What lines in the following entries hold the word "ModuleId"? Copy each one.

━━━ Records to use ━━━

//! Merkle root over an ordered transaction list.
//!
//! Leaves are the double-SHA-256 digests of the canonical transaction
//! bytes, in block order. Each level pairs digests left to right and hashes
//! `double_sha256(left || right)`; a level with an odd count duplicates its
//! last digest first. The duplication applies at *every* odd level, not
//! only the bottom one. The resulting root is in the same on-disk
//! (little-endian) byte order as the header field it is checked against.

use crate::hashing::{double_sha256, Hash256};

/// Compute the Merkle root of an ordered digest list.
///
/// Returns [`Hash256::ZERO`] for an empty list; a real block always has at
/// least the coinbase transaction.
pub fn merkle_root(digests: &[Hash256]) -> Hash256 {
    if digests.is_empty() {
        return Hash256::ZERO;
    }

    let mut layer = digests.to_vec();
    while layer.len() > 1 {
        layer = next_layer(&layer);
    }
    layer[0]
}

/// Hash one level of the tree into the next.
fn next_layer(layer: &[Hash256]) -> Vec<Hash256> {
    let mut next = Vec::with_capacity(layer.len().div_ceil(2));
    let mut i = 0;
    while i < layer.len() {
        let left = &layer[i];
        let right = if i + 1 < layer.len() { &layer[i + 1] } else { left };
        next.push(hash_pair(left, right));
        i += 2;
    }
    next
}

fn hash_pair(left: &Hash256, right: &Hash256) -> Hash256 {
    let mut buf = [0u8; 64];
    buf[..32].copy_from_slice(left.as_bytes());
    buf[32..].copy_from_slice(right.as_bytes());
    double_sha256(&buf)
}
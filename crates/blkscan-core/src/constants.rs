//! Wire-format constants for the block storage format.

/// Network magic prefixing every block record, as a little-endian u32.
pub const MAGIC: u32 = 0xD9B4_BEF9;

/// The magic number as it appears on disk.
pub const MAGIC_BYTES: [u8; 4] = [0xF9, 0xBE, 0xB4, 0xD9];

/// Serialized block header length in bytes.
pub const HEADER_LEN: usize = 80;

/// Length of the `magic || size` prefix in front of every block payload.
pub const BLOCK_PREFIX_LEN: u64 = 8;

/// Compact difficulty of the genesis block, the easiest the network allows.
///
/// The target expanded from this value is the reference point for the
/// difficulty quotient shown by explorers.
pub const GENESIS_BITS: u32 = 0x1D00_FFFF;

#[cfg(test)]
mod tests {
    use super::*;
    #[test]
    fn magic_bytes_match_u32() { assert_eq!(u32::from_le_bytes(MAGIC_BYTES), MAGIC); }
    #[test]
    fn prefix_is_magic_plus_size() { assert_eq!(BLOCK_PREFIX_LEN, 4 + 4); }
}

━━━
━━━ Records to use ━━━

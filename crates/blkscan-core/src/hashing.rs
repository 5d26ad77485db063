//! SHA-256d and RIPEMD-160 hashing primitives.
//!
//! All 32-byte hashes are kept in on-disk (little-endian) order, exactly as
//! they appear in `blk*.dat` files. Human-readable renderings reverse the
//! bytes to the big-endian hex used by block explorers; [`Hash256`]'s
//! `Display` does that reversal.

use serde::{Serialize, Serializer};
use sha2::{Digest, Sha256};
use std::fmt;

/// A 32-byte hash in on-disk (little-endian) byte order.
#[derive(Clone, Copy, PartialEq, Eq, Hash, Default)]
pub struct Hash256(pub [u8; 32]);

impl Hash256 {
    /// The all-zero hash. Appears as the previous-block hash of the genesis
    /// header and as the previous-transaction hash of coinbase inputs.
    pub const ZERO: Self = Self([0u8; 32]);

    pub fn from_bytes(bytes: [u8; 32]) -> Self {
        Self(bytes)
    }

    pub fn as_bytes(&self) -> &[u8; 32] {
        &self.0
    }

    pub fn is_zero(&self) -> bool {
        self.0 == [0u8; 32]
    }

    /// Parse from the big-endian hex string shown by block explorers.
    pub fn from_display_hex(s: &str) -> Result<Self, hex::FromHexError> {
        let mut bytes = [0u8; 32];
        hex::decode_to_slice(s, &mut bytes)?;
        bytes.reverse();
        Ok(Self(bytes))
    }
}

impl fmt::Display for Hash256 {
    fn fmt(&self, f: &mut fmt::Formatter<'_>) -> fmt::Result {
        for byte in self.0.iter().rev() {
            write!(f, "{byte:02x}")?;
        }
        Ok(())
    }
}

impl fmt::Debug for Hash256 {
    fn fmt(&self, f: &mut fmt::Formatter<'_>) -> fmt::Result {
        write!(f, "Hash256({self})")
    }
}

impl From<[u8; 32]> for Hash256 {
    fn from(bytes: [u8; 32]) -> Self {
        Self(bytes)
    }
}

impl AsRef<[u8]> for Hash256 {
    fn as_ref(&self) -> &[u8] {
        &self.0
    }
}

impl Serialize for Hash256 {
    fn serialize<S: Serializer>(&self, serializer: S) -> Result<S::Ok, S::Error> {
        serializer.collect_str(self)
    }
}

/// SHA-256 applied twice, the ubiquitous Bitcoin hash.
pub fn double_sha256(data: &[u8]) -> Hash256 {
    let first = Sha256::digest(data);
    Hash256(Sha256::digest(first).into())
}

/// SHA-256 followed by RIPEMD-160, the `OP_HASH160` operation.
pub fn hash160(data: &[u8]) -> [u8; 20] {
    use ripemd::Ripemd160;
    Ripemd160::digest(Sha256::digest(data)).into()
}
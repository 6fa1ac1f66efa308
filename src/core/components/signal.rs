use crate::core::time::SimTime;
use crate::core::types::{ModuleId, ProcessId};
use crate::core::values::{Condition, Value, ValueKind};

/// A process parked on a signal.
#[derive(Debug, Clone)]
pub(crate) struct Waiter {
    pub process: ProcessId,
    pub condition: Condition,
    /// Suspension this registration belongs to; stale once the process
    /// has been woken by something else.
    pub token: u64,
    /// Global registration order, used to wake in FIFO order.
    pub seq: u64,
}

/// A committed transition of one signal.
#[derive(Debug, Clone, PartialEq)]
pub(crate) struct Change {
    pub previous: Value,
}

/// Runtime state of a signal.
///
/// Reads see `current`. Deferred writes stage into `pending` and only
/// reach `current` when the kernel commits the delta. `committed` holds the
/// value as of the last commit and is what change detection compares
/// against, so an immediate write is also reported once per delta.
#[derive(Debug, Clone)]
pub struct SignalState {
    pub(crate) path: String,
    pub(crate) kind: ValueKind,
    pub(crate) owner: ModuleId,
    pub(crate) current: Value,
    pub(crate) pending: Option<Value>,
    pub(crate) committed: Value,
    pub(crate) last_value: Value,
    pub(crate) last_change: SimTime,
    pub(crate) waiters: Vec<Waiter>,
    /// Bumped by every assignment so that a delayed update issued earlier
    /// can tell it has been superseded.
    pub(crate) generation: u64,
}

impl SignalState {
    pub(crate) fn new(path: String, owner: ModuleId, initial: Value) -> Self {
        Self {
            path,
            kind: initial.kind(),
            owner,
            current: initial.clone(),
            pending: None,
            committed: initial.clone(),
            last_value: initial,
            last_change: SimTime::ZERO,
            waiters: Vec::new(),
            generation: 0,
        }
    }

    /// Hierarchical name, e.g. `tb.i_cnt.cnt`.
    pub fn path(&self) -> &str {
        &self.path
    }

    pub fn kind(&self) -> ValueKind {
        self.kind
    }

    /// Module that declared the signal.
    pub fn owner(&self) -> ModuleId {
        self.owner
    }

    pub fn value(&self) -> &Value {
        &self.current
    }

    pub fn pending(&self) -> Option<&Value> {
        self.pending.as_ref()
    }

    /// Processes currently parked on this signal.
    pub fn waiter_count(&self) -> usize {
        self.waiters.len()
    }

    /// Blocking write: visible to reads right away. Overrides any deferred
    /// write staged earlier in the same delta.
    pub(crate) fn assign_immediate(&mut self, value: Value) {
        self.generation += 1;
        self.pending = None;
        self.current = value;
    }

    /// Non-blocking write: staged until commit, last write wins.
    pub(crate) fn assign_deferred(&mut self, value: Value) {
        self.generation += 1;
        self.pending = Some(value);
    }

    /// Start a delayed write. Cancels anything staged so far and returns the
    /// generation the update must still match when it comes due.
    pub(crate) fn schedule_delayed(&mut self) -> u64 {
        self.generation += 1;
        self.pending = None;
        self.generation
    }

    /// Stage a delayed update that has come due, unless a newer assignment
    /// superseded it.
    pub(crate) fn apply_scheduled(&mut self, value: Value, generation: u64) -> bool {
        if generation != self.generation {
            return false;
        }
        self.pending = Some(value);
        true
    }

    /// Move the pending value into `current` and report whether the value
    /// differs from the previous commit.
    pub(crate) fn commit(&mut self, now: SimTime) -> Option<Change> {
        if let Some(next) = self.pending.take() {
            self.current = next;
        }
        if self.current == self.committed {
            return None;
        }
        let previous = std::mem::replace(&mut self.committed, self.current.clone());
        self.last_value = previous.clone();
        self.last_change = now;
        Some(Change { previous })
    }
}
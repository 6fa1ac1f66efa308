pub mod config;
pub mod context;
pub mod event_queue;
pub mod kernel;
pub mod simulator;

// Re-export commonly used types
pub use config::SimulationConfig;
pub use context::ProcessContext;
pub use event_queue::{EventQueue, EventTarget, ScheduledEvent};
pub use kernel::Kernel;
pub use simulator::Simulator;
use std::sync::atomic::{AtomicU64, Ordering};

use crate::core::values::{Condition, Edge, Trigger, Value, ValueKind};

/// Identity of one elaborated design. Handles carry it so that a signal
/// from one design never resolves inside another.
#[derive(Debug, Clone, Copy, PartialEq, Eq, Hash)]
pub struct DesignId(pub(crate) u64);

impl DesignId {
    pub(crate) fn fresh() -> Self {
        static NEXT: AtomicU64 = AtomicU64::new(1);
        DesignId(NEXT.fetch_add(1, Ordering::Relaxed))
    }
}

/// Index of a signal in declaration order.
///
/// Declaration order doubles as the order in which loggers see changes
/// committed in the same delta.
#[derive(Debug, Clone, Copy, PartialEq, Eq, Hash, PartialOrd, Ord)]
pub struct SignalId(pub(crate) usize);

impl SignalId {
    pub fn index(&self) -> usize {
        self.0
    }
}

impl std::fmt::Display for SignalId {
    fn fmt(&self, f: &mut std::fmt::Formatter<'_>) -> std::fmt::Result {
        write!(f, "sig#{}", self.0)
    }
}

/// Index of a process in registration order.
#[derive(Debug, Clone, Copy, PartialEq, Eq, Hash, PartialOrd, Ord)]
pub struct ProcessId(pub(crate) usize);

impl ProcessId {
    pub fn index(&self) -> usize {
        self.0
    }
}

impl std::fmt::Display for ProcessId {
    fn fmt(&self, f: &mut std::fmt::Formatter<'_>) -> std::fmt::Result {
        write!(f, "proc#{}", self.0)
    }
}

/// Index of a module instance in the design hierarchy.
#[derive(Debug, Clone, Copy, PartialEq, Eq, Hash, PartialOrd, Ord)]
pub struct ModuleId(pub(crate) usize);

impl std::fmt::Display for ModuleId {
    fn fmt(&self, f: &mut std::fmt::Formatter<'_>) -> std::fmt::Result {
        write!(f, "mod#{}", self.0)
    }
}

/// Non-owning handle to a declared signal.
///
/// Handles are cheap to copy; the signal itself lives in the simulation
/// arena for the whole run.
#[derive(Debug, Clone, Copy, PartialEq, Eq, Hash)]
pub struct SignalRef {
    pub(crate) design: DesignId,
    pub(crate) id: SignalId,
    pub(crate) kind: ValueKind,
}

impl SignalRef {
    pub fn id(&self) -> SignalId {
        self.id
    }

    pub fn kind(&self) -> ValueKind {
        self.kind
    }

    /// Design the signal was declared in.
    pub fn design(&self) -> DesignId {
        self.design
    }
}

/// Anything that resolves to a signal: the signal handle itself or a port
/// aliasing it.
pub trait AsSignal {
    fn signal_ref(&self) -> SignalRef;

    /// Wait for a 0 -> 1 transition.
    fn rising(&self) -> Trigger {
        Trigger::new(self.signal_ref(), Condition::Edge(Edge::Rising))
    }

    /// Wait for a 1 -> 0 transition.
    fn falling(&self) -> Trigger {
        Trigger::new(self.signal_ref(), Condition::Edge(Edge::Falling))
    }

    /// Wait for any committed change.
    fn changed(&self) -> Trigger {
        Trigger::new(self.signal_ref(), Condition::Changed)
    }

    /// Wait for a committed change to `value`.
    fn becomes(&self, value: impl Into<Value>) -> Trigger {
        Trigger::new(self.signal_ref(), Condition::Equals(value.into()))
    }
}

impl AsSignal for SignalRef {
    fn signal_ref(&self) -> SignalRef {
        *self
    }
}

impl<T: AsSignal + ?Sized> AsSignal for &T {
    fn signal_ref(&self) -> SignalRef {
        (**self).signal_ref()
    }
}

━━━
━━━ Records to use ━━━

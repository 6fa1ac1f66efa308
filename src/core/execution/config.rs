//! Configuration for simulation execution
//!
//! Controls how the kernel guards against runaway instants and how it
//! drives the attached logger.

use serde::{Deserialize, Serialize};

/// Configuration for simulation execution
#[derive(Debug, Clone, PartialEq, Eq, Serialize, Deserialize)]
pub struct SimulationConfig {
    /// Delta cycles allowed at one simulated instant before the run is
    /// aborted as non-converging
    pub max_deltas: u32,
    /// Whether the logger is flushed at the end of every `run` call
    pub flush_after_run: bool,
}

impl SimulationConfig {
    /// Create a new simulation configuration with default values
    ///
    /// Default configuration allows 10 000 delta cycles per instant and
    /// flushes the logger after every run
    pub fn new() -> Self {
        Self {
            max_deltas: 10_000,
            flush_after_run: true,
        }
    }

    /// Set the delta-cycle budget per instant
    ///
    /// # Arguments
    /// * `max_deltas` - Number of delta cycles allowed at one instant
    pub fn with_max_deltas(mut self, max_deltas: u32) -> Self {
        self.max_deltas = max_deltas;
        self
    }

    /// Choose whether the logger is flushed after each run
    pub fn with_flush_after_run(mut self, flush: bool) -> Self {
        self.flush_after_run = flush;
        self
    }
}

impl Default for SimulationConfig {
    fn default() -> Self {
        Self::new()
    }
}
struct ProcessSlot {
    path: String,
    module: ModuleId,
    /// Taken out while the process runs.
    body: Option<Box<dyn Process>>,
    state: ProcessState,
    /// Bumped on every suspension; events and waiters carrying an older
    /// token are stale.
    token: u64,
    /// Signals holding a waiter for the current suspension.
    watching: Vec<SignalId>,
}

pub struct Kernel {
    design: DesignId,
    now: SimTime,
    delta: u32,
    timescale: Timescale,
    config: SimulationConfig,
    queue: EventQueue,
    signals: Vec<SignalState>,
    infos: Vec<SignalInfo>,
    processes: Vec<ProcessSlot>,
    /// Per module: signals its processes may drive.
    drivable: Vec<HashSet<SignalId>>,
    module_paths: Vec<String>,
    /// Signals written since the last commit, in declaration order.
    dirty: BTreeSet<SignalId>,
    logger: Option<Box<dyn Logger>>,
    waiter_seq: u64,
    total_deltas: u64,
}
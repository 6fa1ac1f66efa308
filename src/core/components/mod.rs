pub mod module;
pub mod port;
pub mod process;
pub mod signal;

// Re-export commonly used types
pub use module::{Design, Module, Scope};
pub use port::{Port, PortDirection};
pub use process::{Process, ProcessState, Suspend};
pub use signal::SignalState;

━━━

● Result of the exercise
use crate::core::types::{ModuleId, ProcessId};
    pub(crate) owner: ModuleId,
    pub(crate) fn new(path: String, owner: ModuleId, initial: Value) -> Self {
    pub fn owner(&self) -> ModuleId {
pub struct ModuleId(pub(crate) usize);
impl std::fmt::Display for ModuleId {
    module: ModuleId,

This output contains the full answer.